[[ Given data open ]]
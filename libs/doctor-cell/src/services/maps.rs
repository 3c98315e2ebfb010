use shared_config::AppConfig;

use crate::models::{DoctorProfile, LocationCoords};

/// Builds map links against a configurable maps host.
#[derive(Debug, Clone)]
pub struct MapLinks {
    base_url: String,
}

impl MapLinks {
    pub fn new(base_url: impl Into<String>) -> Self {
        let base_url: String = base_url.into();
        Self {
            base_url: base_url.trim_end_matches('/').to_string(),
        }
    }

    pub fn from_config(config: &AppConfig) -> Self {
        Self::new(config.maps_base_url.clone())
    }

    /// Search link for the doctor's hospital and street address.
    pub fn doctor_location(&self, doctor: &DoctorProfile) -> String {
        let query = format!("{} {} {}", doctor.hospital, doctor.address, doctor.city);
        format!("{}/search/?api=1&query={}", self.base_url, urlencoding::encode(&query))
    }

    pub fn current_location(&self, coords: LocationCoords) -> String {
        format!("{}/@{},{},15z", self.base_url, coords.latitude, coords.longitude)
    }
}

#[cfg(test)]
mod tests {
    use super::*;
    use crate::catalog::catalog;

    #[test]
    fn test_doctor_location_link_is_encoded() {
        let links = MapLinks::new("https://www.google.com/maps/");
        let url = links.doctor_location(&catalog()[0]);
        assert_eq!(
            url,
            "https://www.google.com/maps/search/?api=1&query=Apollo%20Hospital%20123%20Health%20Street%2C%20Bandra%20West%20Mumbai"
        );
    }

    #[test]
    fn test_current_location_link() {
        let links = MapLinks::new("https://www.google.com/maps");
        assert_eq!(
            links.current_location(LocationCoords::new(19.0596, 72.8295)),
            "https://www.google.com/maps/@19.0596,72.8295,15z"
        );
    }
}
[[ Given data closed ]]
What the exercise asks:
Number of lines above with the word "format": supply it alone.

Exercise result:
3